Tuesday 9 November 2010

BP: $30 Billion Blowout

Blogging has been non existent light today since first thing, as I have been working on various corporate messages and communication plans for a client. These are the kind of standard documents and procedures that any company should have in place as a matter of course.

Tonight the BBC are showing a Money Programme special which has been promised as a warts and all inside account of the BP oil spill. It will be fascinating to see if the BP communications team get blamed, exonerated or even mentioned at all.

PR experts (this one included) have been very critical of the way BP handled the crisis and communicated with the world but particularly the American public. To my mind they allowed themselves to be manoeuvred far too easily by the various layers of US government. BP should have done all it could to communicate with its key audiences - even if this meant circumnavigating the authorities. They were also far too quick to play down the significance of the spill: despite the fact their assessments subsequently were proven to be accurate.

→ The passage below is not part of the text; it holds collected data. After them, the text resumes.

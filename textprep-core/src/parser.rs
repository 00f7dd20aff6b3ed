//! Deterministic shallow bracketing of tagged sentences
//!
//! Builds `(ROOT (S ...))` trees from POS tags alone: nominal runs become NP
//! (or ADJP when they contain no head), prepositions take a following NP to
//! form PP, verb groups absorb the phrases after them into VP. Sentences
//! longer than the length limit get the flat `(ROOT (X (X w) ...))` tree.

use crate::error::{CoreError, Result};
use crate::types::{ParseTree, TaggedToken};

const ROOT: &str = "ROOT";
const FALLBACK: &str = "X";

enum Chunk {
    Phrase(ParseTree),
    Verbs(Vec<ParseTree>),
    Word(ParseTree),
}

impl Chunk {
    fn phrase_label(&self) -> Option<&str> {
        match self {
            Chunk::Phrase(tree) => Some(&tree.label),
            _ => None,
        }
    }

    fn into_trees(self) -> Vec<ParseTree> {
        match self {
            Chunk::Phrase(tree) | Chunk::Word(tree) => vec![tree],
            Chunk::Verbs(trees) => trees,
        }
    }
}

/// Rule-based constituency bracketer
#[derive(Debug, Default, Clone, Copy)]
pub struct ShallowParser;

impl ShallowParser {
    /// Create a parser
    pub fn new() -> Self {
        Self
    }

    /// Bracket one tagged sentence
    pub fn parse(&self, tagged: &[TaggedToken], max_length: usize) -> Result<ParseTree> {
        if tagged.is_empty() {
            return Err(CoreError::capability("parse", "cannot parse an empty sentence"));
        }

        if tagged.len() > max_length {
            log::debug!(
                "Sentence of {} tokens exceeds max length {}, using flat tree",
                tagged.len(),
                max_length
            );
            let flat = tagged
                .iter()
                .map(|t| ParseTree::preterminal(FALLBACK, t.word.clone()))
                .collect();
            return Ok(ParseTree::node(
                ROOT,
                vec![ParseTree::node(FALLBACK, flat)],
            ));
        }

        let chunks = attach_prepositions(chunk(tagged));
        let clause = build_verb_phrases(chunks);
        Ok(ParseTree::node(ROOT, vec![ParseTree::node("S", clause)]))
    }
}

fn is_nominal(tag: &str) -> bool {
    matches!(
        tag,
        "DT" | "PDT" | "PRP$" | "WP$" | "CD" | "JJ" | "JJR" | "JJS" | "NN" | "NNS" | "NNP"
            | "NNPS" | "POS"
    )
}

fn is_np_marker(tag: &str) -> bool {
    matches!(
        tag,
        "DT" | "PDT" | "PRP$" | "WP$" | "CD" | "NN" | "NNS" | "NNP" | "NNPS" | "POS"
    )
}

fn is_verb(tag: &str) -> bool {
    matches!(tag, "MD" | "VB" | "VBD" | "VBG" | "VBN" | "VBP" | "VBZ")
}

fn is_adverb(tag: &str) -> bool {
    matches!(tag, "RB" | "RBR" | "RBS")
}

fn preterminals(tagged: &[TaggedToken]) -> Vec<ParseTree> {
    tagged
        .iter()
        .map(|t| ParseTree::preterminal(t.tag.clone(), t.word.clone()))
        .collect()
}

fn chunk(tagged: &[TaggedToken]) -> Vec<Chunk> {
    let mut chunks = Vec::new();
    let n = tagged.len();
    let mut i = 0;

    while i < n {
        let tag = tagged[i].tag.as_str();

        if matches!(tag, "PRP" | "EX") {
            chunks.push(Chunk::Phrase(ParseTree::node("NP", preterminals(&tagged[i..=i]))));
            i += 1;
        } else if is_nominal(tag) {
            let mut j = i;
            while j < n && is_nominal(&tagged[j].tag) {
                j += 1;
            }
            let run = &tagged[i..j];
            let label = if run.iter().any(|t| is_np_marker(&t.tag)) {
                "NP"
            } else {
                "ADJP"
            };
            chunks.push(Chunk::Phrase(ParseTree::node(label, preterminals(run))));
            i = j;
        } else if is_verb(tag) {
            let mut j = i;
            loop {
                if j < n && is_verb(&tagged[j].tag) {
                    j += 1;
                } else if j + 1 < n
                    && j > i
                    && (is_adverb(&tagged[j].tag) || tagged[j].tag == "TO")
                    && is_verb(&tagged[j + 1].tag)
                {
                    j += 1;
                } else {
                    break;
                }
            }
            chunks.push(Chunk::Verbs(preterminals(&tagged[i..j])));
            i = j;
        } else if is_adverb(tag) {
            let mut j = i;
            while j < n && is_adverb(&tagged[j].tag) {
                j += 1;
            }
            chunks.push(Chunk::Phrase(ParseTree::node("ADVP", preterminals(&tagged[i..j]))));
            i = j;
        } else if matches!(tag, "WP" | "WDT") {
            chunks.push(Chunk::Phrase(ParseTree::node("WHNP", preterminals(&tagged[i..=i]))));
            i += 1;
        } else if tag == "WRB" {
            chunks.push(Chunk::Phrase(ParseTree::node(
                "WHADVP",
                preterminals(&tagged[i..=i]),
            )));
            i += 1;
        } else {
            chunks.extend(preterminals(&tagged[i..=i]).into_iter().map(Chunk::Word));
            i += 1;
        }
    }

    chunks
}

fn attach_prepositions(chunks: Vec<Chunk>) -> Vec<Chunk> {
    let mut out = Vec::with_capacity(chunks.len());
    let mut iter = chunks.into_iter().peekable();

    while let Some(chunk) = iter.next() {
        let is_prep = matches!(&chunk, Chunk::Word(t) if t.label == "IN" || t.label == "TO");
        if is_prep && iter.peek().and_then(Chunk::phrase_label) == Some("NP") {
            if let Some(np) = iter.next() {
                let mut children = chunk.into_trees();
                children.extend(np.into_trees());
                out.push(Chunk::Phrase(ParseTree::node("PP", children)));
                continue;
            }
        }
        out.push(chunk);
    }

    out
}

fn build_verb_phrases(chunks: Vec<Chunk>) -> Vec<ParseTree> {
    let mut out = Vec::with_capacity(chunks.len());
    let mut iter = chunks.into_iter().peekable();

    while let Some(chunk) = iter.next() {
        match chunk {
            Chunk::Verbs(mut children) => {
                while let Some(label) = iter.peek().and_then(Chunk::phrase_label) {
                    if !matches!(label, "NP" | "PP" | "ADJP" | "ADVP") {
                        break;
                    }
                    if let Some(complement) = iter.next() {
                        children.extend(complement.into_trees());
                    }
                }
                out.push(ParseTree::node("VP", children));
            }
            other => out.extend(other.into_trees()),
        }
    }

    out
}

#[cfg(test)]
mod tests {
    use super::*;
    use crate::format::{TreeFormatter, UnitFormatter};

    fn tagged(pairs: &[(&str, &str)]) -> Vec<TaggedToken> {
        pairs.iter().map(|(w, t)| TaggedToken::new(*w, *t)).collect()
    }

    fn render(pairs: &[(&str, &str)], max_length: usize) -> String {
        let tree = ShallowParser::new()
            .parse(&tagged(pairs), max_length)
            .unwrap();
        assert_eq!(tree.label, "ROOT");
        TreeFormatter.format(&tree.into_first_child().unwrap())
    }

    #[test]
    fn test_simple_clause() {
        let rendered = render(
            &[("The", "DT"), ("cat", "NN"), ("sat", "VBD"), (".", ".")],
            100,
        );
        assert_eq!(rendered, "(S(NP(DT)(NN))(VP(VBD))(.))");
    }

    #[test]
    fn test_prepositional_phrase_inside_vp() {
        let rendered = render(
            &[
                ("The", "DT"),
                ("cat", "NN"),
                ("sat", "VBD"),
                ("on", "IN"),
                ("the", "DT"),
                ("mat", "NN"),
                (".", "."),
            ],
            100,
        );
        assert_eq!(rendered, "(S(NP(DT)(NN))(VP(VBD)(PP(IN)(NP(DT)(NN))))(.))");
    }

    #[test]
    fn test_verb_group_with_negation() {
        let rendered = render(
            &[("I", "PRP"), ("do", "VBP"), ("n't", "RB"), ("know", "VB")],
            100,
        );
        assert_eq!(rendered, "(S(NP(PRP))(VP(VBP)(RB)(VB)))");
    }

    #[test]
    fn test_adjective_run_is_adjp() {
        let rendered = render(&[("It", "PRP"), ("is", "VBZ"), ("big", "JJ")], 100);
        assert_eq!(rendered, "(S(NP(PRP))(VP(VBZ)(ADJP(JJ))))");
    }

    #[test]
    fn test_over_length_sentence_is_flat() {
        let rendered = render(&[("a", "DT"), ("b", "NN"), ("c", "VBD")], 2);
        assert_eq!(rendered, "(X(X)(X)(X))");
    }

    #[test]
    fn test_leaf_count_preserved() {
        let words = tagged(&[
            ("When", "WRB"),
            ("did", "VBD"),
            ("you", "PRP"),
            ("go", "VB"),
            ("?", "."),
        ]);
        let tree = ShallowParser::new().parse(&words, 100).unwrap();
        assert_eq!(tree.leaf_count(), words.len());
        assert_eq!(tree.preterminals(), vec!["WRB", "VBD", "PRP", "VB", "."]);
    }

    #[test]
    fn test_empty_sentence_is_capability_error() {
        let err = ShallowParser::new().parse(&[], 100).unwrap_err();
        assert!(matches!(err, CoreError::Capability { stage: "parse", .. }));
    }
}
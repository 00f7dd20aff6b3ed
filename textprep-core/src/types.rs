//! Core data types shared by the backend, formatters and pipeline

use serde::Serialize;
use std::fmt;

/// A single token after tokenization and normalization
#[derive(Debug, Clone, PartialEq, Eq, Hash)]
pub struct Token {
    /// Normalized surface text
    pub word: String,
}

impl Token {
    /// Create a token from its surface text
    pub fn new<S: Into<String>>(word: S) -> Self {
        Self { word: word.into() }
    }
}

impl From<&str> for Token {
    fn from(word: &str) -> Self {
        Token::new(word)
    }
}

impl fmt::Display for Token {
    fn fmt(&self, f: &mut fmt::Formatter<'_>) -> fmt::Result {
        f.write_str(&self.word)
    }
}

/// A sentence is an ordered sequence of tokens
pub type Sentence = Vec<Token>;

/// A token paired with its part-of-speech label
#[derive(Debug, Clone, PartialEq, Eq)]
pub struct TaggedToken {
    /// Surface text
    pub word: String,
    /// Part-of-speech label (Penn Treebank tag set for the built-in model)
    pub tag: String,
}

impl TaggedToken {
    /// Create a tagged token
    pub fn new<W: Into<String>, T: Into<String>>(word: W, tag: T) -> Self {
        Self {
            word: word.into(),
            tag: tag.into(),
        }
    }
}

/// Labeled tree node with ordered children
///
/// Leaves carry the terminal word as their label and have no children.
#[derive(Debug, Clone, PartialEq, Eq)]
pub struct ParseTree {
    /// Node label (phrase category, POS tag, or word for leaves)
    pub label: String,
    /// Ordered children
    pub children: Vec<ParseTree>,
}

impl ParseTree {
    /// Create a terminal node
    pub fn leaf<S: Into<String>>(word: S) -> Self {
        Self {
            label: word.into(),
            children: Vec::new(),
        }
    }

    /// Create an internal node
    pub fn node<S: Into<String>>(label: S, children: Vec<ParseTree>) -> Self {
        Self {
            label: label.into(),
            children,
        }
    }

    /// Create a preterminal `(tag word)` node
    pub fn preterminal<T: Into<String>, W: Into<String>>(tag: T, word: W) -> Self {
        Self::node(tag, vec![Self::leaf(word)])
    }

    /// Whether this node is a terminal
    pub fn is_leaf(&self) -> bool {
        self.children.is_empty()
    }

    /// Whether this node directly dominates a single terminal
    pub fn is_preterminal(&self) -> bool {
        self.children.len() == 1 && self.children[0].is_leaf()
    }

    /// First child, if any
    pub fn first_child(&self) -> Option<&ParseTree> {
        self.children.first()
    }

    /// Consume the node and return its first child, if any
    pub fn into_first_child(self) -> Option<ParseTree> {
        self.children.into_iter().next()
    }

    /// Number of terminals below this node
    pub fn leaf_count(&self) -> usize {
        if self.is_leaf() {
            1
        } else {
            self.children.iter().map(ParseTree::leaf_count).sum()
        }
    }

    /// Preterminal labels in left-to-right order
    pub fn preterminals(&self) -> Vec<&str> {
        let mut tags = Vec::new();
        self.collect_preterminals(&mut tags);
        tags
    }

    fn collect_preterminals<'a>(&'a self, out: &mut Vec<&'a str>) {
        if self.is_preterminal() {
            out.push(&self.label);
            return;
        }
        for child in &self.children {
            child.collect_preterminals(out);
        }
    }
}

/// The three preprocessing tasks
#[derive(Debug, Clone, Copy, PartialEq, Eq, Hash, Serialize)]
#[serde(rename_all = "lowercase")]
pub enum Task {
    /// Part-of-speech tagging, one tag sequence per sentence
    Tag,
    /// Sentence segmentation, one tokenized sentence per line
    Segment,
    /// Constituency parsing, one bracketed tree per sentence
    Parse,
}

impl Task {
    /// All tasks in display order
    pub const ALL: [Task; 3] = [Task::Tag, Task::Segment, Task::Parse];

    /// Suffix appended to the input path to name the artifact
    pub fn suffix(&self) -> &'static str {
        match self {
            Task::Tag => "pos",
            Task::Segment => "sen",
            Task::Parse => "tree",
        }
    }

    /// Short name
    pub fn name(&self) -> &'static str {
        match self {
            Task::Tag => "tag",
            Task::Segment => "segment",
            Task::Parse => "parse",
        }
    }

    /// Progressive verb used in progress messages
    pub fn verb(&self) -> &'static str {
        match self {
            Task::Tag => "Tagging",
            Task::Segment => "Segmenting",
            Task::Parse => "Parsing",
        }
    }

    /// Whether output lines are wrapped in `<s> ... </s>`
    pub fn is_delimited(&self) -> bool {
        !matches!(self, Task::Parse)
    }
}

impl fmt::Display for Task {
    fn fmt(&self, f: &mut fmt::Formatter<'_>) -> fmt::Result {
        f.write_str(self.name())
    }
}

A communications team - whether in business or government - will only be a success if they have built up a strong relationship with the people at the very top of that organisation. The management must trust the advice they are given and act on it. In these situations often speed is crucial.

I believe, ultimately, that was why BP failed after Deepwater Horizon blew up - the management team had no relationship with their communications team. That was why Tony Hayward failed to connect with BP's key audience. It will be interesting to see if I am right.